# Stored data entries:
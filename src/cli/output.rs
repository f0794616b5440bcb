use anyhow::{Context, Result};
use clap::ValueEnum;
use serde::Serialize;

#[derive(Clone, Copy, Debug, PartialEq, Eq, ValueEnum)]
pub enum OutputFormat {
    Human,
    Json,
}

pub fn print_json<T: Serialize>(value: &T) -> Result<()> {
    let rendered = serde_json::to_string_pretty(value).context("Failed to render JSON output")?;
    println!("{rendered}");
    Ok(())
}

# Problem to solve:
Print the entries once more, character for character.

# Output for this exercise:
filename src/cli/output.rs
repository f0794616b5440bcb
use anyhow::{Context, Result};
use clap::ValueEnum;
use serde::Serialize;

#[derive(Clone, Copy, Debug, PartialEq, Eq, ValueEnum)]
pub enum OutputFormat {
    Human,
    Json,
}

pub fn print_json<T: Serialize>(value: &T) -> Result<()> {
    let rendered = serde_json::to_string_pretty(value).context("Failed to render JSON output")?;
    println!("{rendered}");
    Ok(())
}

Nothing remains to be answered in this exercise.